Using the records below, give the number of lines where the string "DirectiveLocations" shows up. Add nothing to it.

═════ Dataset extract ═════

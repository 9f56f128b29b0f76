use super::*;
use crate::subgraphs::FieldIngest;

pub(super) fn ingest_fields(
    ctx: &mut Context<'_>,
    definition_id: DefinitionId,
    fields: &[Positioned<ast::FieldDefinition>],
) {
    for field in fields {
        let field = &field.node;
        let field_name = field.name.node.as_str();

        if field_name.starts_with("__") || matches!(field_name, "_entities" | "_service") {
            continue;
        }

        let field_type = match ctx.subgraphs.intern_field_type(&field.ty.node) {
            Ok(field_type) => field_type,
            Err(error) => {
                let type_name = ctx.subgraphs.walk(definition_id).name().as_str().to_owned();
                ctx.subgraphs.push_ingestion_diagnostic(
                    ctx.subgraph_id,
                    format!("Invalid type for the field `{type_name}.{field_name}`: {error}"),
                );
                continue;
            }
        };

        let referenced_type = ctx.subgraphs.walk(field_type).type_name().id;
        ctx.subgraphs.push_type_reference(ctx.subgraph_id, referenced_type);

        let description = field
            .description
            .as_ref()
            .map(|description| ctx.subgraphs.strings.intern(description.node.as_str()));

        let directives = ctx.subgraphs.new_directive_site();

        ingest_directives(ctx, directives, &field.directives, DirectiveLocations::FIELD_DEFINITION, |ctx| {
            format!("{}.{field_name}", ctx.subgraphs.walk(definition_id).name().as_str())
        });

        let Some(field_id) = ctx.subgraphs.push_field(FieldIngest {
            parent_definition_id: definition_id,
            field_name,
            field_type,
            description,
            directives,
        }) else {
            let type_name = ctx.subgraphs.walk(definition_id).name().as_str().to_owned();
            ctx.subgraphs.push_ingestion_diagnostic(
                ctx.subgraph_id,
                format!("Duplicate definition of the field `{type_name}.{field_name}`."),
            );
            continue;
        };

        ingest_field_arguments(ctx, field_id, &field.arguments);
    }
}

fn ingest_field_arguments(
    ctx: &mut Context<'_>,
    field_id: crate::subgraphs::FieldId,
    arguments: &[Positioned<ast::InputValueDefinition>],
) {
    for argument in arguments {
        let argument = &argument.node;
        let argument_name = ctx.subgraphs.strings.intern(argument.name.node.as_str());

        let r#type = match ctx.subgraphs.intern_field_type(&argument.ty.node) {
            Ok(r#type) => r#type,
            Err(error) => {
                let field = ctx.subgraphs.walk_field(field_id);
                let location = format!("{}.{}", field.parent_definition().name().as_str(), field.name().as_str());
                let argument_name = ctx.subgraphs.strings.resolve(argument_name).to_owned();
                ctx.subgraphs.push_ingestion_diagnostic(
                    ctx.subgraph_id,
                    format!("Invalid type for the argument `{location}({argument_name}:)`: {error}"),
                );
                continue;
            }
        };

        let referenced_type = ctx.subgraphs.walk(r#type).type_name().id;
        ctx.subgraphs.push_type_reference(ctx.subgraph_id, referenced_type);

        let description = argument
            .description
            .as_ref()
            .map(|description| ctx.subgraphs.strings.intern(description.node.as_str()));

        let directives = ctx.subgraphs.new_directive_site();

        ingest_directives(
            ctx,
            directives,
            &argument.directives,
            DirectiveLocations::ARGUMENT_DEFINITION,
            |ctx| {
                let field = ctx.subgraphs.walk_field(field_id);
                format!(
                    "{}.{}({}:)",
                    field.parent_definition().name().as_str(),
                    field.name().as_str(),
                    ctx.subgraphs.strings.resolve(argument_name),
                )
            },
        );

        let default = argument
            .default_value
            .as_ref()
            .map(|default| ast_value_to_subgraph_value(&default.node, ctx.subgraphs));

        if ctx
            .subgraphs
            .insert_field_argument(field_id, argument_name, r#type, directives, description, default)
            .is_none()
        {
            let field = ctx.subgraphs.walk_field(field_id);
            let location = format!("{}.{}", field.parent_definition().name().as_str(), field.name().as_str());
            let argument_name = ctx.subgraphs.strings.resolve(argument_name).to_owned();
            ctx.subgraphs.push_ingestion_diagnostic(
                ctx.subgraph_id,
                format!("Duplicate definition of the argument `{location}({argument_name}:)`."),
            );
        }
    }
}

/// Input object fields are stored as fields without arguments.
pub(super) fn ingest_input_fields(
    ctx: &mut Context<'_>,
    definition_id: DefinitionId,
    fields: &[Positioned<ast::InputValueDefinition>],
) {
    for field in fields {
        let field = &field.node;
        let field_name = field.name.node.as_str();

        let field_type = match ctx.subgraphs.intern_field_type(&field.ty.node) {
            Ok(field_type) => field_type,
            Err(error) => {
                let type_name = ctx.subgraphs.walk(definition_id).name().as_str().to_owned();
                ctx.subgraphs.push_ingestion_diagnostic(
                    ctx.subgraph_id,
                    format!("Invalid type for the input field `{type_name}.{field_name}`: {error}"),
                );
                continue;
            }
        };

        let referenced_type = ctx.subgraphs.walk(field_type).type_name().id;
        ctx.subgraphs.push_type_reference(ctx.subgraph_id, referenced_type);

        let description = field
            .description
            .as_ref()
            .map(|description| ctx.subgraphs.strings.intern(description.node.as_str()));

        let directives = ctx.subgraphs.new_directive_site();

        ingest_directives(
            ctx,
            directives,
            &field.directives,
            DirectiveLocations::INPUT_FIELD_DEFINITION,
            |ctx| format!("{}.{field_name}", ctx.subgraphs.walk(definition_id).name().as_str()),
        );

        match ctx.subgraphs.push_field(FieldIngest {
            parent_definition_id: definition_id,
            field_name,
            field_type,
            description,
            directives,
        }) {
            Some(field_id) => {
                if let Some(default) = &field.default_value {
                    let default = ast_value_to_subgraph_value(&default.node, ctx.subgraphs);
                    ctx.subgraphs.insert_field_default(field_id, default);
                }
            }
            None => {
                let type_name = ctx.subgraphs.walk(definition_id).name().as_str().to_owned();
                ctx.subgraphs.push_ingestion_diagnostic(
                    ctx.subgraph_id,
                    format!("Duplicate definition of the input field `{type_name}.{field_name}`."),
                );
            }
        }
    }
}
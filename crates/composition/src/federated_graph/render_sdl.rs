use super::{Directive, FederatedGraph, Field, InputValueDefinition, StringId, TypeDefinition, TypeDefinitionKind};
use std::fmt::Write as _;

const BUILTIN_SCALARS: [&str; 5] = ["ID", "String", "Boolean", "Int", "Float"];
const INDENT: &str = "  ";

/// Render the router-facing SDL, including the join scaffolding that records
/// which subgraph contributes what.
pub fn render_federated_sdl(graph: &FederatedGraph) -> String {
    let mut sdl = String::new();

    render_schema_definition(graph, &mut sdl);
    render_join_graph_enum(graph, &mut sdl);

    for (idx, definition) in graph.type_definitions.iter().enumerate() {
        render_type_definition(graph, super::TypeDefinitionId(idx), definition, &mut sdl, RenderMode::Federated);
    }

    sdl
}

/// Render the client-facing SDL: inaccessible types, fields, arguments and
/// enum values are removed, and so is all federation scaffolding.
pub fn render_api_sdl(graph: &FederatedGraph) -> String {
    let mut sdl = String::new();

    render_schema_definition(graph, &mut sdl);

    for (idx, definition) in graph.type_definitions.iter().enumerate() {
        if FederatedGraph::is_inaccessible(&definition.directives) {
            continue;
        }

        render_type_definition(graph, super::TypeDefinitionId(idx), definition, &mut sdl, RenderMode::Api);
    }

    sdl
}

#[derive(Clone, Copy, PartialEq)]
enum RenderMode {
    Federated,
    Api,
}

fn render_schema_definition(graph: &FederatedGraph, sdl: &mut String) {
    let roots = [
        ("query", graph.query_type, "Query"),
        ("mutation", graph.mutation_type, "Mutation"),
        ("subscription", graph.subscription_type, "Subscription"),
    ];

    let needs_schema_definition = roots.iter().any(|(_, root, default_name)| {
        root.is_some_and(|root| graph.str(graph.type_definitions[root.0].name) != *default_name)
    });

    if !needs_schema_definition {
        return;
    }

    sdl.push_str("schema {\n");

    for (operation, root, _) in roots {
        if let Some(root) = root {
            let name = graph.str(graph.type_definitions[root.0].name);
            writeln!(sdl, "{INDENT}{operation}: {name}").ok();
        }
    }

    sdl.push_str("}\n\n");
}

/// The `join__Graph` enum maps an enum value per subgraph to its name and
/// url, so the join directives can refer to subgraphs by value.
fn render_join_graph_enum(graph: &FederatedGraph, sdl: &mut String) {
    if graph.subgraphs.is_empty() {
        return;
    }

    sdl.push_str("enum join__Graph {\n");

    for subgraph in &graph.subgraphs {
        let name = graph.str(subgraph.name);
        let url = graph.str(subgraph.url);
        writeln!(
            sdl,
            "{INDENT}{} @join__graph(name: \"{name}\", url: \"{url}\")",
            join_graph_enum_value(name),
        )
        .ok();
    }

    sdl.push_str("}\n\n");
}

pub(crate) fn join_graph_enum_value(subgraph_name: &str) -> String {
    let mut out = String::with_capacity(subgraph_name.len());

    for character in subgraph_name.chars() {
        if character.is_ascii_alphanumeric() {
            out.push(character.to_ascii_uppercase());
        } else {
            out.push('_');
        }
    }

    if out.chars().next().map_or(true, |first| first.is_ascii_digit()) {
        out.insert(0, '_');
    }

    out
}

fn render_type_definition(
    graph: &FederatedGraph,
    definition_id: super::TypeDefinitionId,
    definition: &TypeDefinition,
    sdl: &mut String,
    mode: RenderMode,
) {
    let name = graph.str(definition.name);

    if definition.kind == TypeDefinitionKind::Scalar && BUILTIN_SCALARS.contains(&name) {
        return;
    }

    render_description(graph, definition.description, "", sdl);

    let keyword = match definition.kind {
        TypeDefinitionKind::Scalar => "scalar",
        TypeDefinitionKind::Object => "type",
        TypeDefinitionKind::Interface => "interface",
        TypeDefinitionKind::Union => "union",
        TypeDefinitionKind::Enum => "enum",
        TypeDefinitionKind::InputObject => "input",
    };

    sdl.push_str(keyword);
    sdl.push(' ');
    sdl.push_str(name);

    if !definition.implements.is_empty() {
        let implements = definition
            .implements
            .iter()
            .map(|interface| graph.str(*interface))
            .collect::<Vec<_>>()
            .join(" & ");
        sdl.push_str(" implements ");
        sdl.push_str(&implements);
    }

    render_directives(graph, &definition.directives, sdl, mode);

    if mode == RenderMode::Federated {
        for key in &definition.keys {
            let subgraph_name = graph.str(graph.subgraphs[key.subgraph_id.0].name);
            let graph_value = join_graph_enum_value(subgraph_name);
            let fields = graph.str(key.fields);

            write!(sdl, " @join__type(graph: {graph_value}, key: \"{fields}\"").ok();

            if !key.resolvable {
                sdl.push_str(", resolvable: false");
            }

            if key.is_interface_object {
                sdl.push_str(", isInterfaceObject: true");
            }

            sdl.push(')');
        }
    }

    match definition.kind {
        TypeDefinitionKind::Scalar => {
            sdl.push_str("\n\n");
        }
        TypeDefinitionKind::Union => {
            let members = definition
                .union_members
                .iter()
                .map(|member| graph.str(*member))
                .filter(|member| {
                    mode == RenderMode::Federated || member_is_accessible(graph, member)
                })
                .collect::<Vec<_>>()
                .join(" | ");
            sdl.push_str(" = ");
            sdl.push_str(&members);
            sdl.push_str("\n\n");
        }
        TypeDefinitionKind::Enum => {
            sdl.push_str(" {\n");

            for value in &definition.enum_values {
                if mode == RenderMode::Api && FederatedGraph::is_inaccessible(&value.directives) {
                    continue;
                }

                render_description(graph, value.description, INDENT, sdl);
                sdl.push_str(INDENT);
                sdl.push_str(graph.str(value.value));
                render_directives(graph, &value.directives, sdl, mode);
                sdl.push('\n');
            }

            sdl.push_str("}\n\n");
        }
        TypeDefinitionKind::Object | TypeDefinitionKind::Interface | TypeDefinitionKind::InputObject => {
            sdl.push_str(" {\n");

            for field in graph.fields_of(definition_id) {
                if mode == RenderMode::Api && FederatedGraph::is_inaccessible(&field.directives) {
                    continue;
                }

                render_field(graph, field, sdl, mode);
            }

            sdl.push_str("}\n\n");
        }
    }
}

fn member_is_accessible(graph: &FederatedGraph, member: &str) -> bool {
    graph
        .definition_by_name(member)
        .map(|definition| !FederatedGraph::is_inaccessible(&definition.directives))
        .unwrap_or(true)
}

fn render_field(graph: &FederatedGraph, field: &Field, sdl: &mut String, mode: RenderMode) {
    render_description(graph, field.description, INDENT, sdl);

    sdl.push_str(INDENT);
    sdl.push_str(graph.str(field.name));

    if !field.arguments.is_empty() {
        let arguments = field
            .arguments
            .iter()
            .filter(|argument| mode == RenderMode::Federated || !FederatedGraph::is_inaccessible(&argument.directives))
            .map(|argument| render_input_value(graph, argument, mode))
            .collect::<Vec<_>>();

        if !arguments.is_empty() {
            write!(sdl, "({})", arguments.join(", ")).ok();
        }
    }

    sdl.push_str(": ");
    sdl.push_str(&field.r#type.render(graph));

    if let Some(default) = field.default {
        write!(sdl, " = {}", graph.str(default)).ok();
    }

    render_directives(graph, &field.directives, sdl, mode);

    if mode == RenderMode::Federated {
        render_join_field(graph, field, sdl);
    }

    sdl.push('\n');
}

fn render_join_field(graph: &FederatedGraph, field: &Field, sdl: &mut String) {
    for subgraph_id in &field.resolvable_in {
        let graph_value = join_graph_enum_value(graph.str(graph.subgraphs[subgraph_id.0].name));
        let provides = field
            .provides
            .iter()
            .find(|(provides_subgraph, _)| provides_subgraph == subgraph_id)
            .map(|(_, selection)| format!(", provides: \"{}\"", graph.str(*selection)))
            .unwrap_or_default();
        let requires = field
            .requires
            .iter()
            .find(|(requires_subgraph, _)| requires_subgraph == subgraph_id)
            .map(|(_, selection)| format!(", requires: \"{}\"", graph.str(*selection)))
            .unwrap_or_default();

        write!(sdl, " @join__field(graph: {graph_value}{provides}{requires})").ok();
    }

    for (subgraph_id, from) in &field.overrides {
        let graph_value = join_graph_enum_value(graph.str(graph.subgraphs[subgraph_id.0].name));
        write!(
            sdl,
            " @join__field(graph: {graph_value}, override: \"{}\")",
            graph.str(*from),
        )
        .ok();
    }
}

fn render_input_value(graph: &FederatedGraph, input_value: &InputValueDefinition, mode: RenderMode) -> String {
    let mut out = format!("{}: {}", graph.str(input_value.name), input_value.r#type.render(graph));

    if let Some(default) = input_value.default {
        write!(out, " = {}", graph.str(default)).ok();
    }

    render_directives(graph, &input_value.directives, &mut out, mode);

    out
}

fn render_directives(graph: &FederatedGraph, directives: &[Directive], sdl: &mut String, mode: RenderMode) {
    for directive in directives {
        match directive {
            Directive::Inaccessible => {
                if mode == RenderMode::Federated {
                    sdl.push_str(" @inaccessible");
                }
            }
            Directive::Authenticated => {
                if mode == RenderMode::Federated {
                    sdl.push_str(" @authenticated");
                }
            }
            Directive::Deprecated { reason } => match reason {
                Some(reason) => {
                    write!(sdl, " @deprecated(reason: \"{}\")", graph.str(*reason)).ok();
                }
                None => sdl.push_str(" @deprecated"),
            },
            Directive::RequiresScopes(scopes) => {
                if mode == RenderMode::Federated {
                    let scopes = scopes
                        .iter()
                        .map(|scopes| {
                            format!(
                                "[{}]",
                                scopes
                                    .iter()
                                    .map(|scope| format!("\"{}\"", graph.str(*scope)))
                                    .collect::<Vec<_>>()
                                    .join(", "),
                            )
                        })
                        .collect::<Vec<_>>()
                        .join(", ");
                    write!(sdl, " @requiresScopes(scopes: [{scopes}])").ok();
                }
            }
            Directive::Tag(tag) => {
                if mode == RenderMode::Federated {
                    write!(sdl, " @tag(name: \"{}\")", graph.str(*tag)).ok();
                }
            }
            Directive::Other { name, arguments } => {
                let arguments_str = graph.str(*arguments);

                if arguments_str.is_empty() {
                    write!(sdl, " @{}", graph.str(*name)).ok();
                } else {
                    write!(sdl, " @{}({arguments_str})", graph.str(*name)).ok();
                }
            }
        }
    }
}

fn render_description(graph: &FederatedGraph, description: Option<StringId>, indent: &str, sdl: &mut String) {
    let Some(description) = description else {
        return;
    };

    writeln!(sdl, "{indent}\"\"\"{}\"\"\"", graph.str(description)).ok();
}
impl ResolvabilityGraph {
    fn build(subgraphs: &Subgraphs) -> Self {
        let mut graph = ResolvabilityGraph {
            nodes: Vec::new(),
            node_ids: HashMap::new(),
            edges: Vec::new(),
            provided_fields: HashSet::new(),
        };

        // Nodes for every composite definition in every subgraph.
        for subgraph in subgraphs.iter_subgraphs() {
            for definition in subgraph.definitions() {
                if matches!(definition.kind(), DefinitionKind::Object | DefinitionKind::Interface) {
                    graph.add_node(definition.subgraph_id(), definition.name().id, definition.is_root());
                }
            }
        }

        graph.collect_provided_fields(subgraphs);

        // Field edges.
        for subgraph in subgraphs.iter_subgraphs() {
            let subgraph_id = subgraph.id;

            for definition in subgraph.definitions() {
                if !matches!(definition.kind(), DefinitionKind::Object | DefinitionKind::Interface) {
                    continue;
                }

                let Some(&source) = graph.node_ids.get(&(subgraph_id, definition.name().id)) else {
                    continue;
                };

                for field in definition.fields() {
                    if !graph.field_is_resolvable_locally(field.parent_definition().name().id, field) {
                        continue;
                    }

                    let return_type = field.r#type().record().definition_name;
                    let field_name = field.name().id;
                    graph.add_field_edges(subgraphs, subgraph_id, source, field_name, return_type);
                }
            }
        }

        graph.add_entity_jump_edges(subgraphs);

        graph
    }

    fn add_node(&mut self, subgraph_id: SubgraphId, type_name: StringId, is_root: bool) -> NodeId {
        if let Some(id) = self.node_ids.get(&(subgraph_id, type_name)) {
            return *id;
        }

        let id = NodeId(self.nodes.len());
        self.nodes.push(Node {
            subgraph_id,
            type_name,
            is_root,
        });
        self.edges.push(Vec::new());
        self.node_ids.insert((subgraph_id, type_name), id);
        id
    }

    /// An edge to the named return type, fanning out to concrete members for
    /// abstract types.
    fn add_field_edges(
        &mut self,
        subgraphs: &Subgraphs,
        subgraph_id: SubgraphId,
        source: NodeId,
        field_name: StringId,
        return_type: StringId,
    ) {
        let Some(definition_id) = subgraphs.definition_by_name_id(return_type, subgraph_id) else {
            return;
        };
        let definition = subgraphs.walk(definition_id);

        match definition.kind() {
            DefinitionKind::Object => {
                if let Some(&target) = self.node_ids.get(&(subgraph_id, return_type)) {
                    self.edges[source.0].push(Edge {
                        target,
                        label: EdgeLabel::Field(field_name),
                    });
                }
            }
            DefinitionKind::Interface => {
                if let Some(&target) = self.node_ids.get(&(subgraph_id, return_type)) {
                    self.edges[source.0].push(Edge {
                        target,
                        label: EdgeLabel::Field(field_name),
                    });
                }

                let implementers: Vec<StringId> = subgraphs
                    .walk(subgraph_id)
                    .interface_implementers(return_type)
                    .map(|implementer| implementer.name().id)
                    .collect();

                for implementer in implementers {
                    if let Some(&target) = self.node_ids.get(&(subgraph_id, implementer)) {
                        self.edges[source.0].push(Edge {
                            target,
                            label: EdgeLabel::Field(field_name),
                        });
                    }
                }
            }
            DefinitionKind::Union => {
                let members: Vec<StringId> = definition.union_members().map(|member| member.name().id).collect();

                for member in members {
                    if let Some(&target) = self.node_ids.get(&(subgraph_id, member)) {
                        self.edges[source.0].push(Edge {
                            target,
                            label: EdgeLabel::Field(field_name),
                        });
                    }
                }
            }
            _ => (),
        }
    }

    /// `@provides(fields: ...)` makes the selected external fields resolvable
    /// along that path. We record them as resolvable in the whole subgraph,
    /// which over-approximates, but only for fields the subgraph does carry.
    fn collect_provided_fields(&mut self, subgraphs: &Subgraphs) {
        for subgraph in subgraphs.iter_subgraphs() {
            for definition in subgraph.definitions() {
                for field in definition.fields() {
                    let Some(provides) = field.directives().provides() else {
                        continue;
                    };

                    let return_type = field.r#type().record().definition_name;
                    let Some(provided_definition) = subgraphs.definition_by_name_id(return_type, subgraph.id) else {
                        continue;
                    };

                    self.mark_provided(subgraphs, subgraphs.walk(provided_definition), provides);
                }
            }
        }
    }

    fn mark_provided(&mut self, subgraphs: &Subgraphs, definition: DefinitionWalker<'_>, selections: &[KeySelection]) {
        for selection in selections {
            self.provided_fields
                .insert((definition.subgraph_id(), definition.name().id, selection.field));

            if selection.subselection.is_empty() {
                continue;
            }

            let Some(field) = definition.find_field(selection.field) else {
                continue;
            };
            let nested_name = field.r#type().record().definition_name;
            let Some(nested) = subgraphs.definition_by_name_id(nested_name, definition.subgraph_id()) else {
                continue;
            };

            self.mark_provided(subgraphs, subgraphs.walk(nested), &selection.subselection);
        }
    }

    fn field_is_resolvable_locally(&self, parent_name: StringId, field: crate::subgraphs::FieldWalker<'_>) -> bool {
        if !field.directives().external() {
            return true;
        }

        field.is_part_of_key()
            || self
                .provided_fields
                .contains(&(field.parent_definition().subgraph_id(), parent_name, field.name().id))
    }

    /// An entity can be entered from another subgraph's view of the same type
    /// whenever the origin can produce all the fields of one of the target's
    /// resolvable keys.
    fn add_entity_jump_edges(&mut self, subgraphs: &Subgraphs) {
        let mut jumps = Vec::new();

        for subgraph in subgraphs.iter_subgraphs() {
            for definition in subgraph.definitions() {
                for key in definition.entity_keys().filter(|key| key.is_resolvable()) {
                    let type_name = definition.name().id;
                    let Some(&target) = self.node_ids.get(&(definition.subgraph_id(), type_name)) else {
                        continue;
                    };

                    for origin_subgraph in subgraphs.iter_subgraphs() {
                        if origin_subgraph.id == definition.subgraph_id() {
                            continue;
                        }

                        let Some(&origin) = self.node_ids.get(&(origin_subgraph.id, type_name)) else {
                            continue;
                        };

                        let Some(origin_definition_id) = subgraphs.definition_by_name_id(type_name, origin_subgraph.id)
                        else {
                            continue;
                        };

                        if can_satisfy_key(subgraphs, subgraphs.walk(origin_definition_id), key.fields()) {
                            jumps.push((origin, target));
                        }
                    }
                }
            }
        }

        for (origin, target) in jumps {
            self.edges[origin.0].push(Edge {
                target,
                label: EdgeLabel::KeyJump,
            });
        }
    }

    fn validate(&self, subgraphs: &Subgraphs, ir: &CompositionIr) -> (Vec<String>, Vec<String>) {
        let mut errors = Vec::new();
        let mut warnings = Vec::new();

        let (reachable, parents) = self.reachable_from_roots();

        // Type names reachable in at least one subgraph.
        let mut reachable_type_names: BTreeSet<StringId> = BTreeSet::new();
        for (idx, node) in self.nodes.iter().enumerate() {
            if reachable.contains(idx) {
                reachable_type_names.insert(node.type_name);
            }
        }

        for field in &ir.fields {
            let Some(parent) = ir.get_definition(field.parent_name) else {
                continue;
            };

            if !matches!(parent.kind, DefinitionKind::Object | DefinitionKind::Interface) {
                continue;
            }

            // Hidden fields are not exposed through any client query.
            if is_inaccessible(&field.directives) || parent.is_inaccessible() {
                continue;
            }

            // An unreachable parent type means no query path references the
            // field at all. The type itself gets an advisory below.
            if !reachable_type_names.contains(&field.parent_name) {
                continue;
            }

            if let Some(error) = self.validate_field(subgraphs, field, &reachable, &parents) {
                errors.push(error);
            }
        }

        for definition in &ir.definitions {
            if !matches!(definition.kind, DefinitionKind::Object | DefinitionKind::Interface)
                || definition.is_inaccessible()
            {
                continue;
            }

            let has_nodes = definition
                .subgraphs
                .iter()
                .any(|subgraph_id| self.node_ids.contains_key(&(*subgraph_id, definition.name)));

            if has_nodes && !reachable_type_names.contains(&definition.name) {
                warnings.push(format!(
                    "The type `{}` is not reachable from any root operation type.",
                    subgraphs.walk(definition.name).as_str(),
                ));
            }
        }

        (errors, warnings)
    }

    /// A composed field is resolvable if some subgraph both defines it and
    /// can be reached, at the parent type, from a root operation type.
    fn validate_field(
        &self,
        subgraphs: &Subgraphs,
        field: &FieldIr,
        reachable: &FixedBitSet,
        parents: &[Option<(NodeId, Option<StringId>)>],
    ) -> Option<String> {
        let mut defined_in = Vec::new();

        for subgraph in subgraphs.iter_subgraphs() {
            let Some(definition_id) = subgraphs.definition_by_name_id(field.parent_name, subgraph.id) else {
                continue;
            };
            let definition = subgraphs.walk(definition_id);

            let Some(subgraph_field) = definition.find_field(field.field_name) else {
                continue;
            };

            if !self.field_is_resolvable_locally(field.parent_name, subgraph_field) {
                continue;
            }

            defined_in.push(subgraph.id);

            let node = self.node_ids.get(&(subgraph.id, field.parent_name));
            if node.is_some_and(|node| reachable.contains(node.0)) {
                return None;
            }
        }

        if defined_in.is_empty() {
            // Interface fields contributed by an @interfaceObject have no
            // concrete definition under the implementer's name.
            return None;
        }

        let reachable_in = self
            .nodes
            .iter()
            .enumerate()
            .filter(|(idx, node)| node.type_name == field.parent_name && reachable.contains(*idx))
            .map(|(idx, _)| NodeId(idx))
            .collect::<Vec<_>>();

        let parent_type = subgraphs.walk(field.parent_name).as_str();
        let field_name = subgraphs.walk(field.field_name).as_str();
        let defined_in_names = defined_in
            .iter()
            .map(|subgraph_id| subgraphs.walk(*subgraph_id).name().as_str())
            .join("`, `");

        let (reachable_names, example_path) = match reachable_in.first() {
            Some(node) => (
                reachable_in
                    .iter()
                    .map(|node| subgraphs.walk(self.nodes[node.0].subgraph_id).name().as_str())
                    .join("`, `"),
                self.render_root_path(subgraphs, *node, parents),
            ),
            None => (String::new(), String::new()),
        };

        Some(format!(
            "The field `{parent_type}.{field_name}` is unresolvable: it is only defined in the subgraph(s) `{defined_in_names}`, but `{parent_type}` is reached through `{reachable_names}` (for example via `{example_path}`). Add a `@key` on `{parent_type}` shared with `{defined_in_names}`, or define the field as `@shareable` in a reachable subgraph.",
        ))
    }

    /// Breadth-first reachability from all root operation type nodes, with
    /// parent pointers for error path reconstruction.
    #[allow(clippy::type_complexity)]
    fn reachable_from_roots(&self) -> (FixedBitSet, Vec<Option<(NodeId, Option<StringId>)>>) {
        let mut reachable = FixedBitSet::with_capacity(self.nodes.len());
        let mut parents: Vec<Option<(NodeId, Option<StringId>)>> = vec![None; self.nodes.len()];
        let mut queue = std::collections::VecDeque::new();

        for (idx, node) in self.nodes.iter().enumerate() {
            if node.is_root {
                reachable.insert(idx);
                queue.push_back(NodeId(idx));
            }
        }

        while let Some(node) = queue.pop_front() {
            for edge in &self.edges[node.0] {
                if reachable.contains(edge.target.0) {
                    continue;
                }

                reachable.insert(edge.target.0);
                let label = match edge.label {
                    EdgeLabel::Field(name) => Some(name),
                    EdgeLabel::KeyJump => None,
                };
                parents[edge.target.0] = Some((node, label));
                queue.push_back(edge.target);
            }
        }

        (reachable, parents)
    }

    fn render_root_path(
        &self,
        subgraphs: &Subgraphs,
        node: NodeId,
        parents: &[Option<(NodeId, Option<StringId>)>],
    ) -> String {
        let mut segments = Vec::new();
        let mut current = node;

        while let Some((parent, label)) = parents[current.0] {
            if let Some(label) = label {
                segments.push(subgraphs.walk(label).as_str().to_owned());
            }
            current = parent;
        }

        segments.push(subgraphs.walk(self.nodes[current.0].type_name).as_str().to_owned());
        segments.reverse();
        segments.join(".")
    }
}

═════

Written answer — 3